8.2.4. Cache technology.

In older computers, cache memories were build with very fast RAM and associative

memory chips. Progress in VLSI technology and in computer architecture has

resulted, the last few years, in caches being integrated with the processor on a single

chip. This results in major performance benefits, as, in modern low power digital

electronics, speed inside a chip can be several times higher than what is attainable

when the signals have to leave the chip. This difference is due to the parasitic

capacitances which have to be charged or discharged at each state transition. Inside a

chip these capacitances are very small, while outside a chip, due to the sockets and the

printed interconnections, they can be orders of magnitude larger. Older processors

tended to have very complex instruction sets, requiring very large ROM’s for storing

the microcode, and leaving no room on the chip for caches. Computer architects in the

eighties found out that eliminating seldom used instructions does not significantly

affect overall performance, but frees silicon space which can be used for on-chip

cache memories. This design philosophy underlies most of the modern “Reduced

Instruction Set Computers” such as the Hewlett Packard “Precision Architecture”, the

Digital Equipment “Alpha” processor, the IBM “RS6000” processors and the SUN

“Sparc”.

8.3. Disk caches.

Exactly the same considerations can be developed about the data traffic between disk

and central memory as those which were developed about the data traffic between

central memory and the processor. The only differences reside in the time scale and

the page size: central memory caches must be capable of improving upon the typical

100 ns central memory access times, while disk caches only have to improve upon the

mechanically imposed access times of peripheral memories which are, at least, in the

10 ms range. Central memory caches have to be implemented in hardware, preferably

even on the processor chip, while disk caches can be implemented by software, and

can use a fully associative organization, with “Least Recently Used” replacement

policy, without running into prohibitive cost issues. Pages used in central memory

caches typically contain a few tens of bytes while disk caches normally handle entire

disk sectors or tracks containing often more than 1000 bytes.

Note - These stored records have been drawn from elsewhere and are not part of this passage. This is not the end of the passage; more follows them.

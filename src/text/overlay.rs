use crate::assets::decode::PreparedImage;
use crate::config::RenderConfig;
use crate::foundation::core::{Canvas, Point};
use crate::foundation::error::{ReelError, ReelResult};
use crate::foundation::math::clamp01;
use crate::text::layout::{FittedText, FontMeasure, TextBounds, TextMeasure, fit_text};

/// Fraction of the canvas the title may cover.
const TITLE_BOX: (f32, f32) = (0.8, 0.4);
/// Fraction of the canvas a subtitle may cover.
const SUBTITLE_BOX: (f32, f32) = (0.9, 0.25);
/// Subtitle distance from the bottom edge, as a fraction of canvas height.
const SUBTITLE_MARGIN: f32 = 0.08;

#[derive(Clone, Copy, Debug, PartialEq)]
/// Colours for the two text passes.
pub struct TextStyle {
    /// Main pass colour (straight RGBA8).
    pub fill_rgba8: [u8; 4],
    /// Shadow pass colour (straight RGBA8).
    pub shadow_rgba8: [u8; 4],
    pub shadow_offset_px: f32,
}

impl TextStyle {
    pub fn from_config(cfg: &RenderConfig) -> Self {
        Self {
            fill_rgba8: cfg.theme_rgba8,
            shadow_rgba8: cfg.shadow_rgba8,
            shadow_offset_px: cfg.shadow_offset_px,
        }
    }
}

#[derive(Clone, Copy, Debug, PartialEq)]
/// Where a text block sits on the canvas. Blocks are always centred horizontally.
pub enum Placement {
    Center,
    Bottom { margin_px: f32 },
}

#[derive(Clone, Debug)]
/// A rasterized text block and its top-left position on the canvas.
pub struct TextOverlay {
    pub image: PreparedImage,
    pub origin: Point,
}

impl TextOverlay {
    /// Draw `fitted` into a tight premultiplied raster: every line twice, shadow first, each
    /// line centred within the block.
    pub fn rasterize(
        fitted: &FittedText,
        font: &mut FontMeasure,
        style: &TextStyle,
        canvas: Canvas,
        placement: Placement,
    ) -> ReelResult<Option<Self>> {
        if fitted.lines.is_empty() {
            return Ok(None);
        }
        let size = fitted.size_px;
        let line_h = font.line_height(size);
        let layouts: Vec<_> = fitted
            .lines
            .iter()
            .map(|line| {
                let layout = font.layout_line(line, size);
                let w = layout.width();
                (layout, w)
            })
            .collect();

        let text_w = layouts.iter().map(|(_, w)| *w).fold(0.0f32, f32::max);
        let text_h = line_h * layouts.len() as f32;
        let pad = style.shadow_offset_px.abs().ceil() + 2.0;
        let block_w = (text_w + 2.0 * pad).ceil();
        let block_h = (text_h + 2.0 * pad).ceil();

        let to_u16 = |v: f32| -> ReelResult<u16> {
            if v >= 1.0 && v <= f32::from(u16::MAX) {
                Ok(v as u16)
            } else {
                Err(ReelError::validation(format!(
                    "text block dimension {v} out of range"
                )))
            }
        };
        let (w, h) = (to_u16(block_w)?, to_u16(block_h)?);

        let mut ctx = vello_cpu::RenderContext::new(w, h);
        let passes = [
            (style.shadow_rgba8, style.shadow_offset_px),
            (style.fill_rgba8, 0.0),
        ];
        for (rgba, offset) in passes {
            let [r, g, b, a] = rgba;
            ctx.set_paint(vello_cpu::peniko::Color::from_rgba8(r, g, b, a));
            for (i, (layout, line_w)) in layouts.iter().enumerate() {
                let x = pad + (text_w - line_w) / 2.0 + offset;
                let y = pad + line_h * i as f32 + offset;
                ctx.set_transform(vello_cpu::kurbo::Affine::translate((
                    f64::from(x),
                    f64::from(y),
                )));
                for line in layout.lines() {
                    for item in line.items() {
                        let parley::layout::PositionedLayoutItem::GlyphRun(run) = item else {
                            continue;
                        };
                        let glyphs = run.glyphs().map(|g| vello_cpu::Glyph {
                            id: g.id,
                            x: g.x,
                            y: g.y,
                        });
                        ctx.glyph_run(font.font_data())
                            .font_size(run.run().font_size())
                            .fill_glyphs(glyphs);
                    }
                }
            }
        }
        ctx.flush();
        let mut pixmap = vello_cpu::Pixmap::new(w, h);
        ctx.render_to_pixmap(&mut pixmap);
        let image = PreparedImage::from_premul(
            u32::from(w),
            u32::from(h),
            pixmap.data_as_u8_slice().to_vec(),
        )?;

        let x = (f64::from(canvas.width) - f64::from(w)) / 2.0;
        let y = match placement {
            Placement::Center => (f64::from(canvas.height) - f64::from(h)) / 2.0,
            Placement::Bottom { margin_px } => {
                f64::from(canvas.height) - f64::from(margin_px) - f64::from(h)
            }
        };
        Ok(Some(Self {
            image,
            origin: Point::new(x.round(), y.round().max(0.0)),
        }))
    }
}

fn fitted_overlay(
    text: &str,
    start_px: f32,
    frac: (f32, f32),
    placement: Placement,
    font: &mut FontMeasure,
    cfg: &RenderConfig,
) -> ReelResult<Option<TextOverlay>> {
    let canvas = cfg.canvas();
    let bounds = TextBounds::new(
        canvas.width as f32 * frac.0,
        canvas.height as f32 * frac.1,
    );
    let fitted = fit_text(text, bounds, start_px, font)?;
    tracing::debug!(
        size_px = fitted.size_px,
        lines = fitted.lines.len(),
        overflow = fitted.overflow,
        "fitted text overlay"
    );
    TextOverlay::rasterize(
        &fitted,
        font,
        &TextStyle::from_config(cfg),
        canvas,
        placement,
    )
}

/// Centred title card.
pub fn title_overlay(
    title: &str,
    font: &mut FontMeasure,
    cfg: &RenderConfig,
) -> ReelResult<Option<TextOverlay>> {
    fitted_overlay(
        title,
        cfg.title_font_px,
        TITLE_BOX,
        Placement::Center,
        font,
        cfg,
    )
}

/// Bottom-anchored subtitle.
pub fn subtitle_overlay(
    text: &str,
    font: &mut FontMeasure,
    cfg: &RenderConfig,
) -> ReelResult<Option<TextOverlay>> {
    let margin_px = cfg.canvas().height as f32 * SUBTITLE_MARGIN;
    fitted_overlay(
        text,
        cfg.subtitle_font_px,
        SUBTITLE_BOX,
        Placement::Bottom { margin_px },
        font,
        cfg,
    )
}

/// Title card opacity at timeline time `t`: fades in over `fade_secs`, holds, fades out so it
/// is gone at `title_secs`.
pub fn title_opacity(t: f64, title_secs: f64, fade_secs: f64) -> f32 {
    if !(0.0..title_secs).contains(&t) {
        return 0.0;
    }
    let fade = fade_secs.min(title_secs / 2.0);
    if fade <= 0.0 {
        return 1.0;
    }
    let fade_in = t / fade;
    let fade_out = (title_secs - t) / fade;
    clamp01(fade_in.min(fade_out)) as f32
}

#[cfg(test)]
#[path = "../../tests/unit/text/overlay.rs"]
mod tests;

The program SMARTDRV, which is standard in MS/DOS, is a good example of a disk

cache implemented in software, which uses part of central memory to store

temporarily data in transit between other parts of central memory and the disk. To be


Chapter -

8/11/2019 archulb08


convinced of the benefits of a disk cache, the reader can remove (temporarily) the

SMARTDRV command from the AUTOEXEC.BAT or CONFIG.SYS files and evaluate

the performance of programs exchanging lots of data with the disk.

Some disk controllers have a build-in cache memory. Such disk caches use in general

very large but very slow RAM memories and a simple 8 bit microprocessor for the

cache management. As slow RAM chips are much cheaper than the high performance

RAM chips normally used for central memory, disk controllers with build-in caches

can be more cost effective than disk caches implemented entirely in software.

8.4. Memory management.

Memory management is a collective name for an whole set of hardware and software

techniques which translate the addresses used by the application programs, called

“logical addresses” into physical addresses meaningful to the computer hardware

(fig.8.7). The mapping of segmented addresses onto the physical data memory

described in chapter three is one example of memory management, but, as will be

shown further in this chapter, other techniques exist and are used, both to optimally

use memory hierarchies and to increase the versatility of computers.

Logical Addresses

Physical Addresses

Memory Ma!ageme!t %ystem

Fig.8.7. Memory management.

8.4.1. Memory segmentation.

In chapter 3 memory segmentation was introduced in the context of block structured

high-level languages and it was shown that it simplified considerably the issues of

dynamic allocation of memory space for variables and the enforcement of the scope

rules. The concept has a much broader field of application: in any large system, the

software should be subdivided in logically coherent modules and using for each such

module an independent addressing space can only contribute to better modularity.


Chapter -9

8/11/2019 archulb08


When segmentation is available, a logical address has two parts: the s most significant

bits identify the segment (“segid”) and the l least significant bits identify a specific

address within the segment (“offset”). The maximum number of different segments is

2s and the length of each segment can not exceed 2 l words. The memory management

system assigns to each segment a range of physical addresses, trying to make the best

possible usage of the available physical memory (fig.8.8).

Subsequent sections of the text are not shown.